The answer must consist of each line below that contains the string "index".
%%
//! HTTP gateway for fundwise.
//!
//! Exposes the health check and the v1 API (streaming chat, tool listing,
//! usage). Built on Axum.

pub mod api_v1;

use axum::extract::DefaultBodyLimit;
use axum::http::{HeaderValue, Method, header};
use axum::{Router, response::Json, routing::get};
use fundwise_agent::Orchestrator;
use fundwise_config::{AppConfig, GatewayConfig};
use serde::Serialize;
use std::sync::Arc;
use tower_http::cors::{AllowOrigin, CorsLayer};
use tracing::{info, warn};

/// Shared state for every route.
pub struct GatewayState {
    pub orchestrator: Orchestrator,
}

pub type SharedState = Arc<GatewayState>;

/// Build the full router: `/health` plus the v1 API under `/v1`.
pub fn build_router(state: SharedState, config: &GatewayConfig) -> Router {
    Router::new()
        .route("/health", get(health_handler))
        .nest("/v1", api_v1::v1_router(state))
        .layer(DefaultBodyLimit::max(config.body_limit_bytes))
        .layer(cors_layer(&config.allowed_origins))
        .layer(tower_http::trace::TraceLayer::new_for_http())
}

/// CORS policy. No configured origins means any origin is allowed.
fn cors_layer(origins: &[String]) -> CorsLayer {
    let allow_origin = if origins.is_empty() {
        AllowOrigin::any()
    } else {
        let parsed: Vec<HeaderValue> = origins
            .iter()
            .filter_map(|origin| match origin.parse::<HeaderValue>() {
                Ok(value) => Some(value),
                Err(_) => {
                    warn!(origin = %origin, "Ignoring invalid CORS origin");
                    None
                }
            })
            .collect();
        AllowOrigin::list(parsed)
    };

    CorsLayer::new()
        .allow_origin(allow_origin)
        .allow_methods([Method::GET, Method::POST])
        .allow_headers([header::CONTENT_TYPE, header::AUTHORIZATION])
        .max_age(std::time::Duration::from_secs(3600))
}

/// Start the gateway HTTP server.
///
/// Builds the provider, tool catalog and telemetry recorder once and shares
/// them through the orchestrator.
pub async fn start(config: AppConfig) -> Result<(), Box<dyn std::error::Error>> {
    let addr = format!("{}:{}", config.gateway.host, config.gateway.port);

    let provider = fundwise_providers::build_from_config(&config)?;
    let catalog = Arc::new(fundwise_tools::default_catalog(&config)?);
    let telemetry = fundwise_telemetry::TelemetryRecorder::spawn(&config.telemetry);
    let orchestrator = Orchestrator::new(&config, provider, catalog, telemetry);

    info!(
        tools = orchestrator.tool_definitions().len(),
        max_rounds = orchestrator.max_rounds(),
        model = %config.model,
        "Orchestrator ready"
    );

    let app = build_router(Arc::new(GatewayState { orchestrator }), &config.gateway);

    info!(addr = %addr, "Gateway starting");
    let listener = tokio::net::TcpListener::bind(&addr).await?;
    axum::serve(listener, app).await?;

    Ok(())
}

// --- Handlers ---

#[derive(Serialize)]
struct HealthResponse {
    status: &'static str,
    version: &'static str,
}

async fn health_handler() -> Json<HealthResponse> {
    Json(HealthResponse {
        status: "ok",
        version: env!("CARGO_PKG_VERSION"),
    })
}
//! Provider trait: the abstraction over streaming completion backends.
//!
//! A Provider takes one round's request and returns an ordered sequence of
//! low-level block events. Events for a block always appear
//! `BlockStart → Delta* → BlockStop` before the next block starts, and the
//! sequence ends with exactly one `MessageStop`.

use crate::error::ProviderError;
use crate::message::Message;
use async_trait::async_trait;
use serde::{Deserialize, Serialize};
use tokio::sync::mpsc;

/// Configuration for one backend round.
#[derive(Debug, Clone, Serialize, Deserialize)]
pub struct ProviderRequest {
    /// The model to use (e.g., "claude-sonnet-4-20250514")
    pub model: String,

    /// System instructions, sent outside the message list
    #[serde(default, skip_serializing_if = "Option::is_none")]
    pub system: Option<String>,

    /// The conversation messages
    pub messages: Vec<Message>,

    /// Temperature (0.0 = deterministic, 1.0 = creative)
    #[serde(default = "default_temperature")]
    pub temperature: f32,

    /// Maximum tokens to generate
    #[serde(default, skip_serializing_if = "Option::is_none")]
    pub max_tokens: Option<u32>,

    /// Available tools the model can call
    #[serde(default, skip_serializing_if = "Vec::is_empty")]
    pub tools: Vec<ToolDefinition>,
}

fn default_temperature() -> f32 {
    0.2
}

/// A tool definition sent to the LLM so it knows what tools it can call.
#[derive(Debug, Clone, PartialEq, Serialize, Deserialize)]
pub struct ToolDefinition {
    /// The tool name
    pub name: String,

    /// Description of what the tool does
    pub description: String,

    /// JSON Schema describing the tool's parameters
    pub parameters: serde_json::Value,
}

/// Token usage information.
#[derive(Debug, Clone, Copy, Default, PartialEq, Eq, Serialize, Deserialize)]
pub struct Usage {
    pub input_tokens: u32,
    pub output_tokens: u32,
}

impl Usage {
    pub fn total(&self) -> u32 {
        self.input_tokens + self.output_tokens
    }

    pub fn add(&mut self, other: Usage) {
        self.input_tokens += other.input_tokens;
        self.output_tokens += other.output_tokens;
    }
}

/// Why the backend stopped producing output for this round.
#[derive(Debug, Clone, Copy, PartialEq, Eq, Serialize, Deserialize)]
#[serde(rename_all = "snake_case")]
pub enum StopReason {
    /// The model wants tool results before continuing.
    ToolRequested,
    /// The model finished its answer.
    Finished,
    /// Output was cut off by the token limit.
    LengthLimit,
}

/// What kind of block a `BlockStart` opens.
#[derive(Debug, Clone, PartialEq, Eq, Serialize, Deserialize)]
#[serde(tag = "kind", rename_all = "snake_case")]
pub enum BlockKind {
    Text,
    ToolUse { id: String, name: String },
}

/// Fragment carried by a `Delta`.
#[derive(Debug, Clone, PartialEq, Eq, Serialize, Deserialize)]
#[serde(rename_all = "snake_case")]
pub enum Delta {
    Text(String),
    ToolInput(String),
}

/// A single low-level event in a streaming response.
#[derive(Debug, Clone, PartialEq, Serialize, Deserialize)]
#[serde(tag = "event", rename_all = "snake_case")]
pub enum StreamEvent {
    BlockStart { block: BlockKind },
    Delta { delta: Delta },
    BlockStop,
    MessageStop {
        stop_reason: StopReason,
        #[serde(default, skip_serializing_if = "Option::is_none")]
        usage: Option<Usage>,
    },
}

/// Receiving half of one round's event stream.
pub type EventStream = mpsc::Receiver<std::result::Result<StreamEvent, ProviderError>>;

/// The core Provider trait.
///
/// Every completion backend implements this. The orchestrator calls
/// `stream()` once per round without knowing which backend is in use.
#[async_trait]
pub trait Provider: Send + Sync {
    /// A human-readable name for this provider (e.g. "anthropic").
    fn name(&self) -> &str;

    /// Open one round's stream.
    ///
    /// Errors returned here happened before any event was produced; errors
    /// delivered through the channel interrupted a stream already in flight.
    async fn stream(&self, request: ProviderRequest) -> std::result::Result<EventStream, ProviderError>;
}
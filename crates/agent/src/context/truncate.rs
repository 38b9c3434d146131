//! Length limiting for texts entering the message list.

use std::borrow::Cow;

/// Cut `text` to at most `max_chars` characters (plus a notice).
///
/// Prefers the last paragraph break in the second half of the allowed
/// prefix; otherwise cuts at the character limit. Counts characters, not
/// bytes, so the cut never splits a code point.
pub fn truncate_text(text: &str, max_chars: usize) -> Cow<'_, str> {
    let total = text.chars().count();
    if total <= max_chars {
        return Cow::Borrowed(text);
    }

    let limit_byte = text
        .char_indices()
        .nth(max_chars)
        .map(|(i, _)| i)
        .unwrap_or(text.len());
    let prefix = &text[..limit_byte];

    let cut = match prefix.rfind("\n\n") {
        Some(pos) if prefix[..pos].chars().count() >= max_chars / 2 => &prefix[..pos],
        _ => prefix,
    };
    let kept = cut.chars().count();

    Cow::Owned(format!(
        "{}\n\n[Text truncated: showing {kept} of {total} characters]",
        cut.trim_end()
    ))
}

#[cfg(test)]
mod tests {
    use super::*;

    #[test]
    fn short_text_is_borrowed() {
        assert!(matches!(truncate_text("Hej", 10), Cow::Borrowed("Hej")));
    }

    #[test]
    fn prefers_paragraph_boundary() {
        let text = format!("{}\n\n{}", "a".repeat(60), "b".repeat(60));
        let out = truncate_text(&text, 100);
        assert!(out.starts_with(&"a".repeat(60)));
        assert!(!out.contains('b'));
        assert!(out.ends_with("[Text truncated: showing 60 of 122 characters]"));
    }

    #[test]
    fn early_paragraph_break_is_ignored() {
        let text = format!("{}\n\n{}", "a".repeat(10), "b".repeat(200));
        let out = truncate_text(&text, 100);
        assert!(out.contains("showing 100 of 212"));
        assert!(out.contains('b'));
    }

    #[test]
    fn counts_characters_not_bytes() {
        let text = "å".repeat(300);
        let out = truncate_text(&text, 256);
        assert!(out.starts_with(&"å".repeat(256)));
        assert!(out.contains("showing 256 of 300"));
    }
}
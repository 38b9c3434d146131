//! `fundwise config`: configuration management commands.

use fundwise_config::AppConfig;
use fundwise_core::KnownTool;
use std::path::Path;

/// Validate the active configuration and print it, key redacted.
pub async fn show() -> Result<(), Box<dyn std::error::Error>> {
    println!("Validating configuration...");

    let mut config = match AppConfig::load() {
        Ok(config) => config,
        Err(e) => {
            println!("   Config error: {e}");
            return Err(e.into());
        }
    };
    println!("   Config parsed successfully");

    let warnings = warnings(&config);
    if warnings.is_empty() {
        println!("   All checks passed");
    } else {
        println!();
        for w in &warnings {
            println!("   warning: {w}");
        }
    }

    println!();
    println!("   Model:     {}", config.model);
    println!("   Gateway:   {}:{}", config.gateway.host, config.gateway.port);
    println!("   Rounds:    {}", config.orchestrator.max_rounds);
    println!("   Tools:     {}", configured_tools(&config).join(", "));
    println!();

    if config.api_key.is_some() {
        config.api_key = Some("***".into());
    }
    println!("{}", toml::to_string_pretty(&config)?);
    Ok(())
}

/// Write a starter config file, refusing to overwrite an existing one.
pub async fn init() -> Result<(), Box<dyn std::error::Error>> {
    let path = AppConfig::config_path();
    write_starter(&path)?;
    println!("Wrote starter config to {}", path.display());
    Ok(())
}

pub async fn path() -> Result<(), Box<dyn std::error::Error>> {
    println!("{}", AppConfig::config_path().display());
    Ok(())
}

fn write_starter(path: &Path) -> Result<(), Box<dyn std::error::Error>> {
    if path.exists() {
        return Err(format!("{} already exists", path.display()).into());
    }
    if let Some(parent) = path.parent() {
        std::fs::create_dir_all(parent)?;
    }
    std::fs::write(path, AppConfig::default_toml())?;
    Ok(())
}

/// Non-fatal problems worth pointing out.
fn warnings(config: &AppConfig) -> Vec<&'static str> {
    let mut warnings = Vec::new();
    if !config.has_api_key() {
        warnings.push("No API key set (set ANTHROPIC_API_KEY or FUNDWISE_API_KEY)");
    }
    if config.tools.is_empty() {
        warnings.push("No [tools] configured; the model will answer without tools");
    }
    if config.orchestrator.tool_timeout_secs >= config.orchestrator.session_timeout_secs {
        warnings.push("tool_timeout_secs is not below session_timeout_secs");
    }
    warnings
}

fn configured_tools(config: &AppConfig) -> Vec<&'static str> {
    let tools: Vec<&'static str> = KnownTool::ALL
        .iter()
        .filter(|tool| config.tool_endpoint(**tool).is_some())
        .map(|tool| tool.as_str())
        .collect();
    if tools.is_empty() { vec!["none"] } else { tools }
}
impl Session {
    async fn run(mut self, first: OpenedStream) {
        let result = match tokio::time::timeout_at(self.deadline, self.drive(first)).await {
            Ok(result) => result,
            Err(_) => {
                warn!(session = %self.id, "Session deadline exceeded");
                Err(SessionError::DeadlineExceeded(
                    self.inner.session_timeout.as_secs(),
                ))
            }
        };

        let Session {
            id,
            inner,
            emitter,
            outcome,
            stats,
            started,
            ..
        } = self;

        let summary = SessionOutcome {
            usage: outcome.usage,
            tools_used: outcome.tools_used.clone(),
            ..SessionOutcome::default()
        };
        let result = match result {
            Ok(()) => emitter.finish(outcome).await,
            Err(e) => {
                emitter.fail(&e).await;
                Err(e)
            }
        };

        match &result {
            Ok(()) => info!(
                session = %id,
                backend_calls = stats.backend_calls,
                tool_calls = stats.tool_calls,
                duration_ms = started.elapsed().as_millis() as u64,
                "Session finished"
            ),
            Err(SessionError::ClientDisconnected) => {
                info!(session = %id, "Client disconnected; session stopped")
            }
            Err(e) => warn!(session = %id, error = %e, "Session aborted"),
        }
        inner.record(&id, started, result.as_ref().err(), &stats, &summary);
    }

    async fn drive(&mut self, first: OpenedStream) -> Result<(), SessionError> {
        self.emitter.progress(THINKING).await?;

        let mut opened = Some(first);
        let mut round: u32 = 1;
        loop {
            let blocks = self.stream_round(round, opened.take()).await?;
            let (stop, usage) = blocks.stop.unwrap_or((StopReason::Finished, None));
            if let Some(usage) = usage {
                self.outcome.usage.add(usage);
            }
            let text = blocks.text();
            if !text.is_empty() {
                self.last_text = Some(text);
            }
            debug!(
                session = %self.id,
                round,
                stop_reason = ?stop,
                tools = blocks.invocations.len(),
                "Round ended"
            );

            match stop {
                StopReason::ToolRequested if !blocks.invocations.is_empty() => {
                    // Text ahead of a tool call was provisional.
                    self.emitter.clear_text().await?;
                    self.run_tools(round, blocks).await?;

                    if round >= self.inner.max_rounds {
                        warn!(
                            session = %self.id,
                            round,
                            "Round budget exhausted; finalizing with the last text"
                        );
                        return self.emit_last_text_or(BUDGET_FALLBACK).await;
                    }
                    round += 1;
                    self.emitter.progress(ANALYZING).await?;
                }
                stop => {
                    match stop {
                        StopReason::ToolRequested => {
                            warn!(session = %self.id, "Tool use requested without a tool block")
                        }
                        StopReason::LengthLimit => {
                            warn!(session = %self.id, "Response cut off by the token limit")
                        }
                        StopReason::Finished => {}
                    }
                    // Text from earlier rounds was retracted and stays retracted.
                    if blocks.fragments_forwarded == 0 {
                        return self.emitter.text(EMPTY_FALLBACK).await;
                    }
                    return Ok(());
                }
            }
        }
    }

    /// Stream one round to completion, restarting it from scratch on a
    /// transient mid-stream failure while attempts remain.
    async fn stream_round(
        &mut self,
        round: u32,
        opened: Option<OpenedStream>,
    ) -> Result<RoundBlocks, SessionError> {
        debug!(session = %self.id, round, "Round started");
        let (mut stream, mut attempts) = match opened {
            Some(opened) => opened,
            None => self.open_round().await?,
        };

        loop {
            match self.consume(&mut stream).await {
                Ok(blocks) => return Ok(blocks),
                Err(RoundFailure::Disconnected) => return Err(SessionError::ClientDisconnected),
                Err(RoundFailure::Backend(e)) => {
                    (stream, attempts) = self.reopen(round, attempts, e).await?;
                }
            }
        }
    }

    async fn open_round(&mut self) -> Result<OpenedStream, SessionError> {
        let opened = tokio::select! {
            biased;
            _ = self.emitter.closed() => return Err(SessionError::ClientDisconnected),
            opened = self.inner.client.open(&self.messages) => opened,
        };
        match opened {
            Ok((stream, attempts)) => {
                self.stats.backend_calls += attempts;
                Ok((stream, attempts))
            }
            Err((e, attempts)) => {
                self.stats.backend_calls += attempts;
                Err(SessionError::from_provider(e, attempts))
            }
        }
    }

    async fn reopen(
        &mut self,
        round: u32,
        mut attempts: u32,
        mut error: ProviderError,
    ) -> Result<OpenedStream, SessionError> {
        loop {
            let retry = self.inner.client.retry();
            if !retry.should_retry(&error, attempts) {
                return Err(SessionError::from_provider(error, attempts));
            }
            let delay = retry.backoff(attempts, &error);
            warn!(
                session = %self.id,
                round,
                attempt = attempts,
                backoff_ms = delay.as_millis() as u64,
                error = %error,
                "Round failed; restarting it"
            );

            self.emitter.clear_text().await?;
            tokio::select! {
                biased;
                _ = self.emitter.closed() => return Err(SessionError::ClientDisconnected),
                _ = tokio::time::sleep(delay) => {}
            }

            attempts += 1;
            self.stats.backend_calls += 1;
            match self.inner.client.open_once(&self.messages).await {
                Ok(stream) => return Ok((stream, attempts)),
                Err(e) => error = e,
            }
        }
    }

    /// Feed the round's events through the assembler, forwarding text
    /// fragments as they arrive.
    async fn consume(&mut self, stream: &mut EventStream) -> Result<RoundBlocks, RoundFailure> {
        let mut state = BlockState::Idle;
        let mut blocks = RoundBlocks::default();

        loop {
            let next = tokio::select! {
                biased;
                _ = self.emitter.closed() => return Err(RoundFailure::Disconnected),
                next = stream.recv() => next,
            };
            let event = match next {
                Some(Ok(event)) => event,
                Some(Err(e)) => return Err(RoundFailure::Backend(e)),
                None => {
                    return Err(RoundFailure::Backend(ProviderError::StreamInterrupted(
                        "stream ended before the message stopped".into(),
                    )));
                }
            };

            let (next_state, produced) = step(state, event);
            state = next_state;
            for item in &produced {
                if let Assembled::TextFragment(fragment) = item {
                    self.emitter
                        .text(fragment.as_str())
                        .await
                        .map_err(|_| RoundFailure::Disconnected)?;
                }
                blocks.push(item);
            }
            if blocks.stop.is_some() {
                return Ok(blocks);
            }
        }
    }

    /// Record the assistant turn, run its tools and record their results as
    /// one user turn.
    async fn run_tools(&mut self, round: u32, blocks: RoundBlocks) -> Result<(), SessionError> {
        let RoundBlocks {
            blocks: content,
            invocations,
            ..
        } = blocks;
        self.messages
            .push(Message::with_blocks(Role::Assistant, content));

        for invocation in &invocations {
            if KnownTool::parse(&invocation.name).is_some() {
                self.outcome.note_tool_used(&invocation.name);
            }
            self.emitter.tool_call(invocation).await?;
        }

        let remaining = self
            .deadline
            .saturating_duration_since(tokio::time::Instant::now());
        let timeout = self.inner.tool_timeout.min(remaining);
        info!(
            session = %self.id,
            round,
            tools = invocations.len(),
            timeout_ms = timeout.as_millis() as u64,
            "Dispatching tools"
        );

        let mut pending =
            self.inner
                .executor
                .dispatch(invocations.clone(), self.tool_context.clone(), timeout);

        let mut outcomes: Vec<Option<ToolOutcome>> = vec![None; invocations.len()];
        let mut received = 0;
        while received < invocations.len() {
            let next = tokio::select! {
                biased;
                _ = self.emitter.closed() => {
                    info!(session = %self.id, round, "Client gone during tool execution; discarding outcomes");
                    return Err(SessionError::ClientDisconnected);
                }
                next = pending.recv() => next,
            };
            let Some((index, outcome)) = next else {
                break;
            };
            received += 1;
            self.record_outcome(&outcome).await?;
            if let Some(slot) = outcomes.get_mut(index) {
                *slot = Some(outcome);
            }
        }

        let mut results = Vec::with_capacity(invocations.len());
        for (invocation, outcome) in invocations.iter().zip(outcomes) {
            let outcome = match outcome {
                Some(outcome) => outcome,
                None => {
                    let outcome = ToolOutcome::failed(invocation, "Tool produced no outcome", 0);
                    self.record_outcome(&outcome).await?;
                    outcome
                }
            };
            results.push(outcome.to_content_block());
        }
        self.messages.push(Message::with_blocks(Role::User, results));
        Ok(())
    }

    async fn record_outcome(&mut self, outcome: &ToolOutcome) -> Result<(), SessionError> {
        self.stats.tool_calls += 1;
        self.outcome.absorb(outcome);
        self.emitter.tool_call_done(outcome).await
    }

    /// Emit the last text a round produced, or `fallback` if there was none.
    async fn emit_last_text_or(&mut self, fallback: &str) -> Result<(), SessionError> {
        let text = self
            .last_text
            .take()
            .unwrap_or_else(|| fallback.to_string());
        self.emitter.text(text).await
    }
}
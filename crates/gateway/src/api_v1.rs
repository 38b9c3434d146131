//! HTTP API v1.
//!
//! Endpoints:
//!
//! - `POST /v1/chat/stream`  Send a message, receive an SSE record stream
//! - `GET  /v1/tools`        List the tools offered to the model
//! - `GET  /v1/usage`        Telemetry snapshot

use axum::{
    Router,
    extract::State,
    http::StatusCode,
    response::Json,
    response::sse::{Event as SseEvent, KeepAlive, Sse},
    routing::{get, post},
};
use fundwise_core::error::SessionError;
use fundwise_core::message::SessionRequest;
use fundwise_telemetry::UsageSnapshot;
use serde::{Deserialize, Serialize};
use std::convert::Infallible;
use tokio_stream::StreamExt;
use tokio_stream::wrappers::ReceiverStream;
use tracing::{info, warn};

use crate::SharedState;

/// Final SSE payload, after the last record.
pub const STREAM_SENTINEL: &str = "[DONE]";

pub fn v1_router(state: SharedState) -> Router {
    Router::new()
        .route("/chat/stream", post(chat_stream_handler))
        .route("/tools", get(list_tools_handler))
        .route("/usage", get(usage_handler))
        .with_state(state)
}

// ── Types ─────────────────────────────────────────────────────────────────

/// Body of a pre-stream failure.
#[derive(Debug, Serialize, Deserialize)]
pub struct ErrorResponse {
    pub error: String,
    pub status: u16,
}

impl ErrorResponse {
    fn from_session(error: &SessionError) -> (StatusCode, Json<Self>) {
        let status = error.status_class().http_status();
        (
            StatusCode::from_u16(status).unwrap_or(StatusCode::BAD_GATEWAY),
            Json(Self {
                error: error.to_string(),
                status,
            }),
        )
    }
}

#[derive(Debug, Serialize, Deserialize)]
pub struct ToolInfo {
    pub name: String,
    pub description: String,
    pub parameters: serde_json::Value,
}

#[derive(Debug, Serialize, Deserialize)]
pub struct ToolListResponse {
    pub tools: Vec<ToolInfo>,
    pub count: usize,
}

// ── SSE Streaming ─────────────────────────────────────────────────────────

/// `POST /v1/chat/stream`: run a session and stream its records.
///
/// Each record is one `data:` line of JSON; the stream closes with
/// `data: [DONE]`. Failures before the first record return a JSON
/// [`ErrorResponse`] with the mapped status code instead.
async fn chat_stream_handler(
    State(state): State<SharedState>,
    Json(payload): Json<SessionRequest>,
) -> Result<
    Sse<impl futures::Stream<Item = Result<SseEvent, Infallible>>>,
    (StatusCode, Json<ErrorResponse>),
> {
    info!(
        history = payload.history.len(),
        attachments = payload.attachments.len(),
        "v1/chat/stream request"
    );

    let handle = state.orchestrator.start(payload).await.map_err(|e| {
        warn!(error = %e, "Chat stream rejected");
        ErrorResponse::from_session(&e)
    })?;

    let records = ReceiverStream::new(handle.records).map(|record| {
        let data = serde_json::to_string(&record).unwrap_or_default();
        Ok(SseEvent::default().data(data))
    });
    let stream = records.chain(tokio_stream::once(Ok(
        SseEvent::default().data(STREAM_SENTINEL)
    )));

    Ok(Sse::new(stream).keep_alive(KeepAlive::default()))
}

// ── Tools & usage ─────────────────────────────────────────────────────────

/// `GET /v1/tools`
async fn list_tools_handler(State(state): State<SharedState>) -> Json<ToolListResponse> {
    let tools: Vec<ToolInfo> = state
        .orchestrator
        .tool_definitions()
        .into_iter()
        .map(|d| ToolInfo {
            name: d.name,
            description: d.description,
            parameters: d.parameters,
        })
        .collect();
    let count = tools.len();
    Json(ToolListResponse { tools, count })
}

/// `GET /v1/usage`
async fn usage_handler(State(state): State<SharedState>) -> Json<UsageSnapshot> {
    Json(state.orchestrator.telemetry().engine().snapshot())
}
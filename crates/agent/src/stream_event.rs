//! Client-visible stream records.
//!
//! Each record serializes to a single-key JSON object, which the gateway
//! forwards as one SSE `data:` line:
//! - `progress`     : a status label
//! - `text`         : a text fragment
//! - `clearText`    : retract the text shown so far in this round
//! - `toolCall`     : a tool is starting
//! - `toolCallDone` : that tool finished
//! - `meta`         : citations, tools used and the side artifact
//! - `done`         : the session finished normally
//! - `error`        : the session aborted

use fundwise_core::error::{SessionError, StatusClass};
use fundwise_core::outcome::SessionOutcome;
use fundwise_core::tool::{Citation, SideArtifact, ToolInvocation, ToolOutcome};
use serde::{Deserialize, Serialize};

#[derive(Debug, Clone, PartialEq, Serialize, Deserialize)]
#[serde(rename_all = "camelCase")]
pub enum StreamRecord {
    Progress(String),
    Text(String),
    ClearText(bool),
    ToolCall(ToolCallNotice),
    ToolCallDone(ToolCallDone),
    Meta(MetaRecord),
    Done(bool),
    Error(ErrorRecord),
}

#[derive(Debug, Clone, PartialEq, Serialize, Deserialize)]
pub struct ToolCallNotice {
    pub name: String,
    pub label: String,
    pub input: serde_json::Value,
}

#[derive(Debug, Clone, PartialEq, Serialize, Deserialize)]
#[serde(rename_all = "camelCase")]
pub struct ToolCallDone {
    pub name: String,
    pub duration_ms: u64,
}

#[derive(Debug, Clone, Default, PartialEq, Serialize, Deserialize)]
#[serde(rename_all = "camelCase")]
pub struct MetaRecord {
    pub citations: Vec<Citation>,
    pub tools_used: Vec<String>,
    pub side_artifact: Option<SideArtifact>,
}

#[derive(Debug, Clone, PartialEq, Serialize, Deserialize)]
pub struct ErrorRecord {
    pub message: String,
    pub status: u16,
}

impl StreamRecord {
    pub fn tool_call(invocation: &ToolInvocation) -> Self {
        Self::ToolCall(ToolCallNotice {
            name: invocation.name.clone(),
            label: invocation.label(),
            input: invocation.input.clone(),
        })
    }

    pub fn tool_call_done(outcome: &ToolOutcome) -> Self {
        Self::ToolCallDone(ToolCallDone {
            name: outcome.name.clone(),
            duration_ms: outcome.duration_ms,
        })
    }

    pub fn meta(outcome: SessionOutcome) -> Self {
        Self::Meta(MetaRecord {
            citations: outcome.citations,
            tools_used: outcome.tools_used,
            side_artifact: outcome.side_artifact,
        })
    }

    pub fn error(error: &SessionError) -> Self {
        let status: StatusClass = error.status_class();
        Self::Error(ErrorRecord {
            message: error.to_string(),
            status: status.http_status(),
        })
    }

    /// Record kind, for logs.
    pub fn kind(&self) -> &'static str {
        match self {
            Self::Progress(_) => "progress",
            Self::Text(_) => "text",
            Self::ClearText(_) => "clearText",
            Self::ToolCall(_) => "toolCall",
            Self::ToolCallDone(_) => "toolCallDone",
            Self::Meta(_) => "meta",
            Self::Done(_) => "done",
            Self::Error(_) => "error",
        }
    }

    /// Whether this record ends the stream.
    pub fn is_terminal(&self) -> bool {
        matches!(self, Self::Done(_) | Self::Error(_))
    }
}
%%
> **REPLY**
            let Some((index, outcome)) = next else {
            if let Some(slot) = outcomes.get_mut(index) {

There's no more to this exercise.